Conflicts & War

Expanding minefields in Ukraine present growing danger to civilians

By Luis Ángel Reglero

Derachi, Ukraine, Jun 11 (EFE).- Before Russia invaded, Ukraine already had more landmines than most other countries around the world, due to the separatist conflict that has been simmering in the Donbas region since 2014.

These sinister explosives – which are particularly harmful to civilians – become more threatening with each day that the war with Russia drags on.

From an initial 16,000 square kilometers where there was evidence of mines in the Donetsk and Luhansk regions in eastern Ukraine, minefields have spread to more than four times that area to other parts of the country, according to the Ukrainian government.

Even if the war ends one day, there will still be mines left behind that explode when they detect vibrations as small as those emitted by a cell phone, without even being stepped on.

Antov Pavchencko works in one of the teams defusing these mines and other explosives left over from the fighting around the eastern Ukrainian city of Kharkiv, close to the front lines.

POM-3s, mines whose sensors detect the proximity of people at the slightest vibration, and can cause an aerial explosion that launches fragments meters away, have been found in this area.
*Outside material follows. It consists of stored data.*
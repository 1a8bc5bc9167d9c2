//! Core type definitions for Veil transactions.
//!
//! The vocabulary shared by the builder, the signer, the enclave client and
//! the managers: addresses, the privacy flag, submission results, and the
//! hex helpers that sit on the signing side of every boundary crossing.

use primitive_types::{H160, U256};
use serde::{Deserialize, Serialize};
use std::fmt;

use super::verification::TransactionError;

/// A 20-byte account address.
pub type Address = H160;

// ---------------------------------------------------------------------------
// PrivacyFlag
// ---------------------------------------------------------------------------

/// Enhanced-privacy mode requested for a private transaction.
///
/// Always carried as `Option<PrivacyFlag>`. `None` means the caller did not
/// ask for any mode, and it is omitted from the submission entirely. It is
/// NOT the same thing as `Some(StandardPrivate)`, even though a node may
/// treat the two alike.
///
/// On the wire the flag is its integer code.
#[derive(Debug, Clone, Copy, PartialEq, Eq, Hash, Serialize, Deserialize)]
#[serde(into = "u8", try_from = "u8")]
pub enum PrivacyFlag {
    /// Plain private transaction. Code 0.
    StandardPrivate,
    /// Only parties to the original contract may transact with it. Code 1.
    PartyProtection,
    /// Every recipient must be a mandatory party. Code 2.
    StateValidation,
    /// Party protection plus private state validation across all
    /// participants. Code 3.
    PrivateStateValidation,
}

impl PrivacyFlag {
    /// Integer code sent to the node.
    pub fn code(self) -> u8 {
        match self {
            Self::StandardPrivate => 0,
            Self::PartyProtection => 1,
            Self::StateValidation => 2,
            Self::PrivateStateValidation => 3,
        }
    }
}

impl From<PrivacyFlag> for u8 {
    fn from(flag: PrivacyFlag) -> Self {
        flag.code()
    }
}

impl TryFrom<u8> for PrivacyFlag {
    type Error = TransactionError;

    fn try_from(code: u8) -> Result<Self, Self::Error> {
        match code {
            0 => Ok(Self::StandardPrivate),
            1 => Ok(Self::PartyProtection),
            2 => Ok(Self::StateValidation),
            3 => Ok(Self::PrivateStateValidation),
            other => Err(TransactionError::UnknownPrivacyFlag(other)),
        }
    }
}

impl fmt::Display for PrivacyFlag {
    fn fmt(&self, f: &mut fmt::Formatter<'_>) -> fmt::Result {
        match self {
            Self::StandardPrivate => write!(f, "StandardPrivate"),
            Self::PartyProtection => write!(f, "PartyProtection"),
            Self::StateValidation => write!(f, "StateValidation"),
            Self::PrivateStateValidation => write!(f, "PrivateStateValidation"),
        }
    }
}

impl std::str::FromStr for PrivacyFlag {
    type Err = TransactionError;

    fn from_str(s: &str) -> Result<Self, Self::Err> {
        match s.to_ascii_lowercase().replace(['-', '_'], "").as_str() {
            "standardprivate" | "0" => Ok(Self::StandardPrivate),
            "partyprotection" | "1" => Ok(Self::PartyProtection),
            "statevalidation" | "2" => Ok(Self::StateValidation),
            "privatestatevalidation" | "3" => Ok(Self::PrivateStateValidation),
            _ => Err(TransactionError::InvalidField {
                field: "privacy_flag",
                reason: format!("unknown privacy flag '{}'", s),
            }),
        }
    }
}

// ---------------------------------------------------------------------------
// SubmissionResult
// ---------------------------------------------------------------------------

/// What the node hands back after accepting a transaction.
#[derive(Debug, Clone, PartialEq, Eq, Serialize, Deserialize)]
#[serde(rename_all = "camelCase")]
pub struct SubmissionResult {
    /// 0x-prefixed transaction hash as reported by the node.
    pub transaction_hash: String,
}

impl SubmissionResult {
    pub fn new(transaction_hash: impl Into<String>) -> Self {
        Self {
            transaction_hash: transaction_hash.into(),
        }
    }
}

// ---------------------------------------------------------------------------
// PrivateTransaction (node-signed)
// ---------------------------------------------------------------------------

/// Unsigned transaction object handed to the node for node-side signing.
///
/// Only used by the node-signed path. The node signs and applies the private
/// marker itself; nothing here is ever RLP-encoded by us.
#[derive(Debug, Clone, PartialEq, Eq, Serialize, Deserialize)]
#[serde(rename_all = "camelCase")]
pub struct PrivateTransaction {
    pub from: String,
    /// Left to the node when absent.
    #[serde(skip_serializing_if = "Option::is_none")]
    pub nonce: Option<U256>,
    #[serde(skip_serializing_if = "Option::is_none")]
    pub gas_price: Option<U256>,
    #[serde(rename = "gas")]
    pub gas_limit: U256,
    /// `None` deploys a contract.
    #[serde(skip_serializing_if = "Option::is_none")]
    pub to: Option<String>,
    pub value: U256,
    pub data: String,
    pub private_for: Vec<String>,
}

// ---------------------------------------------------------------------------
// Hex helpers
// ---------------------------------------------------------------------------

/// Strips an optional `0x`/`0X` prefix.
pub fn strip_hex_prefix(s: &str) -> &str {
    s.strip_prefix("0x")
        .or_else(|| s.strip_prefix("0X"))
        .unwrap_or(s)
}

/// Decodes optionally-prefixed hex. The empty string and bare `0x` both
/// decode to an empty byte string.
pub fn decode_hex(s: &str) -> Result<Vec<u8>, TransactionError> {
    let stripped = strip_hex_prefix(s.trim());
    hex::decode(stripped).map_err(|e| TransactionError::InvalidHex {
        reason: e.to_string(),
    })
}

/// Encodes bytes as lowercase hex with a `0x` prefix.
pub fn to_hex_prefixed(bytes: &[u8]) -> String {
    format!("0x{}", hex::encode(bytes))
}

/// Parses a 20-byte address from optionally-prefixed hex.
pub fn parse_address(s: &str) -> Result<Address, TransactionError> {
    let bytes = decode_hex(s)?;
    if bytes.len() != 20 {
        return Err(TransactionError::InvalidField {
            field: "to",
            reason: format!("address must be 20 bytes, got {}", bytes.len()),
        });
    }
    Ok(Address::from_slice(&bytes))
}

/// Formats an address as 0x-prefixed lowercase hex.
pub fn address_to_hex(address: &Address) -> String {
    to_hex_prefixed(address.as_bytes())
}

// ---------------------------------------------------------------------------
// Tests
// ---------------------------------------------------------------------------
He and his colleagues walk along ditches on the road leading to the town of Derachi, as well as the surrounding fields, to check that they are safe before workers can go in to repair a power station so that the farmers can get back to work.

A few days ago one of them was killed when his tractor drove over an explosive, while in a nearby village a woman died when she opened the door to her house and another booby-trapped explosive went off.
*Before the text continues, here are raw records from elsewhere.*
//! # Network Module
//!
//! Everything Veil says to the chain node. The node is reached over JSON-RPC;
//! this module owns the envelope types, the transport seam, the typed calls
//! and receipt polling.
//!
//! ## Architecture
//!
//! ```text
//! rpc.rs        JSON-RPC method names and request/response envelopes
//! transport.rs  RpcTransport trait and the reqwest-backed HttpTransport
//! node.rs       NodeRpc: typed calls (nonce, submit, receipt, version)
//! receipt.rs    PollingReceiptProcessor
//! ```
//!
//! ## Design Decisions
//!
//! - The transport is a trait object so the managers can be driven by a
//!   scripted node in tests. Nothing above `transport.rs` knows about HTTP.
//! - `NodeRpc` is `Clone` and shares its transport through an `Arc`, so the
//!   raw manager, the client manager and the enclave's submission half can
//!   all hold one without coordinating lifetimes.
//! - A `null` RPC result is data, not an error: a pending receipt is `null`.

pub mod node;
pub mod receipt;
pub mod rpc;
pub mod transport;

pub use node::{NodeRpc, PrivateRawParams, TransactionReceipt};
pub use receipt::{PollingReceiptProcessor, ReceiptError};
pub use rpc::{RpcError, RpcMethod, RpcRequest, RpcResponse};
pub use transport::{HttpTransport, RpcClientError, RpcTransport};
The young man tells Efe that 90% of the calls they receive are from civilians, many of them farmers, at the State Emergency Service’s Humanitarian Demining and Rapid Response Center in Kharkiv, the second largest Ukrainian city.

The mine detectors, too, are among the victims. Three colleagues were killed recently; it was not possible to recover the remains of two of them who were blown into pieces, while four others were injured on their way to defuse a pile of explosives they had removed, Pavchencko laments.
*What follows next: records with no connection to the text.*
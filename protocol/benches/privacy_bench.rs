// Signing & private-marker benchmarks for Veil.
//
// Covers key generation, legacy and replay-protected signing, the
// recovery-field rewrite, and sender recovery from a marked encoding at a
// few payload sizes.

use criterion::{criterion_group, criterion_main, BenchmarkId, Criterion, Throughput};
use primitive_types::U256;

use veil_protocol::crypto::Credentials;
use veil_protocol::transaction::{mark_private, recover_sender, sign_transaction, RawTransaction};

fn sample_tx(payload_len: usize) -> RawTransaction {
    RawTransaction::builder(U256::from(42u64), U256::zero(), U256::from(4_300_000u64))
        .to_hex("0x2c7536e3605d9c16a7a3d7b1898e529396a65c23")
        .expect("valid address")
        .data_bytes(&vec![0x60; payload_len])
        .build()
        .expect("valid transaction")
}

fn bench_credentials_generation(c: &mut Criterion) {
    c.bench_function("secp256k1/credentials_generate", |b| {
        b.iter(Credentials::generate);
    });
}

fn bench_sign_transaction(c: &mut Criterion) {
    let creds = Credentials::generate();
    let tx = sample_tx(64);

    c.bench_function("secp256k1/sign_legacy", |b| {
        b.iter(|| sign_transaction(&tx, &creds, None));
    });
    c.bench_function("secp256k1/sign_replay_protected", |b| {
        b.iter(|| sign_transaction(&tx, &creds, Some(1337)));
    });
}

fn bench_mark_private(c: &mut Criterion) {
    let creds = Credentials::generate();
    let mut group = c.benchmark_group("privacy/mark_private");

    for size in [32usize, 1_024, 32 * 1_024] {
        let signed = sign_transaction(&sample_tx(size), &creds, None);
        group.throughput(Throughput::Bytes(signed.len() as u64));
        group.bench_with_input(BenchmarkId::from_parameter(size), &signed, |b, signed| {
            b.iter(|| mark_private(signed));
        });
    }

    group.finish();
}

fn bench_recover_marked_sender(c: &mut Criterion) {
    let creds = Credentials::generate();
    let marked = mark_private(&sign_transaction(&sample_tx(64), &creds, None));

    c.bench_function("privacy/recover_marked_sender", |b| {
        b.iter(|| recover_sender(&marked));
    });
}

criterion_group!(
    benches,
    bench_credentials_generation,
    bench_sign_transaction,
    bench_mark_private,
    bench_recover_marked_sender,
);
criterion_main!(benches);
A stick is used to detect threads in the ground that warn of a mine, and an advanced technical system then comes in to deactivate it.

“It requires total concentration and being constantly on top form,” Pavchencko says, because the slightest mistake can be fatal.

Although they receive regular training, it is not something that “you can ever get used to in your life,” he says.

They also have to know first aid, how to defend themselves against chemical weapons and many other skills that “you only get with practice,” says the sapper of 13 years.

One of his colleagues, Mykola, was wounded and is recovering in a hospital. The 56-year-old explains to Efe that he suffered several injuries when he was doing his job and a firefight with tanks began.

“I got blown up, but I was lucky, because the impact was close” and could have been worse, he warns. “Those of us who clear mines are one of the Russians’ targets, it costs time and money to train us,” he adds.

As in many wars, both sides accuse each other of using mines against non-military targets, leaving them, for example, under the bodies of those killed in combat, but also of using them as another weapon to terrorize civilians.

According to the United Nations High Commissioner for Refugees, about 1,000 people have been killed by landmines since 2014 in Ukraine, one of the main causes of civilian deaths during the war that began in the Donbas. About 1.8 million people have been “surrounded by mines” there for eight years.

The hidden danger on the ground that the mines entail affects many displaced people, as they flee through or into mined areas, causing death, severe maiming and both personal and collective trauma, the UNHCR warns.